Collected data
· · · ·

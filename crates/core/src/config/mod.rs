//! Application configuration with layered loading.
//!
//! This module provides configuration management using figment for layered
//! configuration loading from multiple sources:
//!
//! 1. Environment variables (SEOZOOM_*)
//! 2. TOML config file (if SEOZOOM_CONFIG_FILE set)
//! 3. Built-in defaults

use std::time::Duration;

use figment::{
    Figment,
    providers::{Env, Format, Serialized, Toml},
};
use serde::{Deserialize, Serialize};

mod validation;

pub use validation::ConfigError;

/// Fields read verbatim from `SEOZOOM_*` variables.
///
/// The `Env` provider parses values, so a key like `0042` would otherwise
/// arrive as the integer 42.
const VERBATIM_ENV_FIELDS: [&str; 2] = ["api_key", "user_agent"];

/// Production endpoint of the SEOZoom v2 API.
pub const DEFAULT_BASE_URL: &str = "https://apiv2.seozoom.com/api/v2";

/// Application configuration with layered loading.
///
/// Loading precedence (highest wins):
/// 1. Environment variables (SEOZOOM_*)
/// 2. TOML config file (if SEOZOOM_CONFIG_FILE set)
/// 3. Built-in defaults
#[derive(Debug, Clone, Serialize, Deserialize)]
pub struct AppConfig {
    /// SEOZoom API key.
    ///
    /// Set via SEOZOOM_API_KEY environment variable.
    /// Required by the client; loading itself does not fail without it.
    #[serde(default)]
    pub api_key: Option<String>,

    /// Country database used when a call does not name one.
    ///
    /// Set via SEOZOOM_DEFAULT_DB environment variable.
    #[serde(default = "default_db")]
    pub default_db: String,

    /// Base URL of the SEOZoom API, without trailing resource path.
    ///
    /// Set via SEOZOOM_BASE_URL environment variable.
    #[serde(default = "default_base_url")]
    pub base_url: String,

    /// HTTP request timeout in milliseconds.
    ///
    /// Set via SEOZOOM_TIMEOUT_MS environment variable.
    #[serde(default = "default_timeout_ms")]
    pub timeout_ms: u64,

    /// User-Agent string for HTTP requests.
    ///
    /// Set via SEOZOOM_USER_AGENT environment variable.
    #[serde(default = "default_user_agent")]
    pub user_agent: String,
}

fn default_db() -> String {
    "it".into()
}

fn default_base_url() -> String {
    DEFAULT_BASE_URL.into()
}

fn default_timeout_ms() -> u64 {
    30_000
}

fn default_user_agent() -> String {
    "seozoom-mcp/0.1".into()
}

impl Default for AppConfig {
    fn default() -> Self {
        Self {
            api_key: None,
            default_db: default_db(),
            base_url: default_base_url(),
            timeout_ms: default_timeout_ms(),
            user_agent: default_user_agent(),
        }
    }
}

impl AppConfig {
    /// Timeout as Duration for use with reqwest/tokio.
    pub fn timeout(&self) -> Duration {
        Duration::from_millis(self.timeout_ms)
    }

    /// Load configuration from all sources with layered precedence.
    ///
    /// Priority (highest wins):
    /// 1. Environment variables prefixed with `SEOZOOM_`
    /// 2. TOML file from `SEOZOOM_CONFIG_FILE` (if set)
    /// 3. Built-in defaults via `Default::default()`
    ///
    /// # Errors
    ///
    /// Returns `ConfigError` if:
    /// - Configuration file cannot be read
    /// - Environment variables cannot be parsed
    /// - Validation fails after loading
    pub fn load() -> Result<Self, ConfigError> {
        let mut figment = Figment::from(Serialized::defaults(Self::default()));

        if let Ok(config_path) = std::env::var("SEOZOOM_CONFIG_FILE") {
            figment = figment.merge(Toml::file(&config_path));
        }

        figment = figment.merge(
            Env::prefixed("SEOZOOM_")
                .ignore(&["CONFIG_FILE", "API_KEY", "USER_AGENT"])
                .map(|key| key.as_str().to_lowercase().into())
                .split("__"),
        );

        for field in VERBATIM_ENV_FIELDS {
            if let Ok(value) = std::env::var(format!("SEOZOOM_{}", field.to_uppercase())) {
                figment = figment.merge(Serialized::default(field, value));
            }
        }

        let config: Self = figment.extract().map_err(|e| ConfigError::LoadFailed(e.to_string()))?;

        config.validate()?;

        Ok(config)
    }

    /// The API key, treating an empty value as missing.
    ///
    /// # Errors
    ///
    /// Returns `ConfigError::Missing` if the API key is unset or empty.
    pub fn require_api_key(&self) -> Result<&str, ConfigError> {
        self.api_key
            .as_deref()
            .filter(|key| !key.is_empty())
            .ok_or_else(|| ConfigError::Missing {
                field: "api_key".into(),
                hint: "Set SEOZOOM_API_KEY environment variable".into(),
            })
    }
}

#[cfg(test)]
mod tests {
    use super::*;
    use figment::Jail;

    #[test]
    fn test_default_config() {
        let config = AppConfig::default();
        assert!(config.api_key.is_none());
        assert_eq!(config.default_db, "it");
        assert_eq!(config.base_url, "https://apiv2.seozoom.com/api/v2");
        assert_eq!(config.timeout_ms, 30_000);
        assert_eq!(config.user_agent, "seozoom-mcp/0.1");
    }

    #[test]
    fn test_timeout_duration() {
        let config = AppConfig::default();
        assert_eq!(config.timeout(), Duration::from_secs(30));
    }

    #[test]
    fn test_require_api_key_missing() {
        let config = AppConfig::default();
        assert!(matches!(config.require_api_key(), Err(ConfigError::Missing { .. })));
    }

    #[test]
    fn test_require_api_key_empty() {
        let config = AppConfig { api_key: Some(String::new()), ..Default::default() };
        assert!(matches!(config.require_api_key(), Err(ConfigError::Missing { .. })));
    }

    #[test]
    fn test_require_api_key_present() {
        let config = AppConfig { api_key: Some("test-key".into()), ..Default::default() };
        assert_eq!(config.require_api_key().unwrap(), "test-key");
    }

    #[test]
    fn test_load_from_env() {
        Jail::expect_with(|jail| {
            jail.set_env("SEOZOOM_API_KEY", "env-key");
            jail.set_env("SEOZOOM_DEFAULT_DB", "fr");
            jail.set_env("SEOZOOM_TIMEOUT_MS", "5000");

            let config = AppConfig::load().map_err(|e| e.to_string())?;
            assert_eq!(config.api_key.as_deref(), Some("env-key"));
            assert_eq!(config.default_db, "fr");
            assert_eq!(config.timeout_ms, 5000);
            assert_eq!(config.base_url, DEFAULT_BASE_URL);
            Ok(())
        });
    }

    #[test]
    fn test_env_overrides_toml_file() {
        Jail::expect_with(|jail| {
            jail.create_file(
                "seozoom.toml",
                r#"
                    api_key = "file-key"
                    default_db = "de"
                    user_agent = "custom/1.0"
                "#,
            )?;
            jail.set_env("SEOZOOM_CONFIG_FILE", "seozoom.toml");
            jail.set_env("SEOZOOM_DEFAULT_DB", "es");

            let config = AppConfig::load().map_err(|e| e.to_string())?;
            assert_eq!(config.api_key.as_deref(), Some("file-key"));
            assert_eq!(config.default_db, "es");
            assert_eq!(config.user_agent, "custom/1.0");
            Ok(())
        });
    }

    #[test]
    fn test_load_numeric_api_key_kept_verbatim() {
        Jail::expect_with(|jail| {
            jail.set_env("SEOZOOM_API_KEY", "1234567890");
            let config = AppConfig::load().map_err(|e| e.to_string())?;
            assert_eq!(config.require_api_key().map_err(|e| e.to_string())?, "1234567890");

            jail.set_env("SEOZOOM_API_KEY", "007");
            jail.set_env("SEOZOOM_USER_AGENT", "true");
            let config = AppConfig::load().map_err(|e| e.to_string())?;
            assert_eq!(config.api_key.as_deref(), Some("007"));
            assert_eq!(config.user_agent, "true");
            Ok(())
        });
    }

    #[test]
    fn test_load_empty_api_key_is_missing() {
        Jail::expect_with(|jail| {
            jail.set_env("SEOZOOM_API_KEY", "");
            let config = AppConfig::load().map_err(|e| e.to_string())?;
            assert!(matches!(config.require_api_key(), Err(ConfigError::Missing { .. })));
            Ok(())
        });
    }

    #[test]
    fn test_env_key_overrides_toml_key() {
        Jail::expect_with(|jail| {
            jail.create_file("seozoom.toml", r#"api_key = "file-key""#)?;
            jail.set_env("SEOZOOM_CONFIG_FILE", "seozoom.toml");
            jail.set_env("SEOZOOM_API_KEY", "555");

            let config = AppConfig::load().map_err(|e| e.to_string())?;
            assert_eq!(config.api_key.as_deref(), Some("555"));
            Ok(())
        });
    }

    #[test]
    fn test_load_rejects_invalid_timeout() {
        Jail::expect_with(|jail| {
            jail.set_env("SEOZOOM_TIMEOUT_MS", "10");
            assert!(matches!(AppConfig::load(), Err(ConfigError::Invalid { field, .. }) if field == "timeout_ms"));
            Ok(())
        });
    }
}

· · · ·

TASK
Nothing beyond the line containing "fn default_user_agent() ->" is to be output; the lines above, from the first one onward to that line, are to be transcribed exactly.

YOUR RESPONSE
filename crates/core/src/config/mod.rs
//! Application configuration with layered loading.
//!
//! This module provides configuration management using figment for layered
//! configuration loading from multiple sources:
//!
//! 1. Environment variables (SEOZOOM_*)
//! 2. TOML config file (if SEOZOOM_CONFIG_FILE set)
//! 3. Built-in defaults

use std::time::Duration;

use figment::{
    Figment,
    providers::{Env, Format, Serialized, Toml},
};
use serde::{Deserialize, Serialize};

mod validation;

pub use validation::ConfigError;

/// Fields read verbatim from `SEOZOOM_*` variables.
///
/// The `Env` provider parses values, so a key like `0042` would otherwise
/// arrive as the integer 42.
const VERBATIM_ENV_FIELDS: [&str; 2] = ["api_key", "user_agent"];

/// Production endpoint of the SEOZoom v2 API.
pub const DEFAULT_BASE_URL: &str = "https://apiv2.seozoom.com/api/v2";

/// Application configuration with layered loading.
///
/// Loading precedence (highest wins):
/// 1. Environment variables (SEOZOOM_*)
/// 2. TOML config file (if SEOZOOM_CONFIG_FILE set)
/// 3. Built-in defaults
#[derive(Debug, Clone, Serialize, Deserialize)]
pub struct AppConfig {
    /// SEOZoom API key.
    ///
    /// Set via SEOZOOM_API_KEY environment variable.
    /// Required by the client; loading itself does not fail without it.
    #[serde(default)]
    pub api_key: Option<String>,

    /// Country database used when a call does not name one.
    ///
    /// Set via SEOZOOM_DEFAULT_DB environment variable.
    #[serde(default = "default_db")]
    pub default_db: String,

    /// Base URL of the SEOZoom API, without trailing resource path.
    ///
    /// Set via SEOZOOM_BASE_URL environment variable.
    #[serde(default = "default_base_url")]
    pub base_url: String,

    /// HTTP request timeout in milliseconds.
    ///
    /// Set via SEOZOOM_TIMEOUT_MS environment variable.
    #[serde(default = "default_timeout_ms")]
    pub timeout_ms: u64,

    /// User-Agent string for HTTP requests.
    ///
    /// Set via SEOZOOM_USER_AGENT environment variable.
    #[serde(default = "default_user_agent")]
    pub user_agent: String,
}

fn default_db() -> String {
    "it".into()
}

fn default_base_url() -> String {
    DEFAULT_BASE_URL.into()
}

fn default_timeout_ms() -> u64 {
    30_000
}

fn default_user_agent() -> String {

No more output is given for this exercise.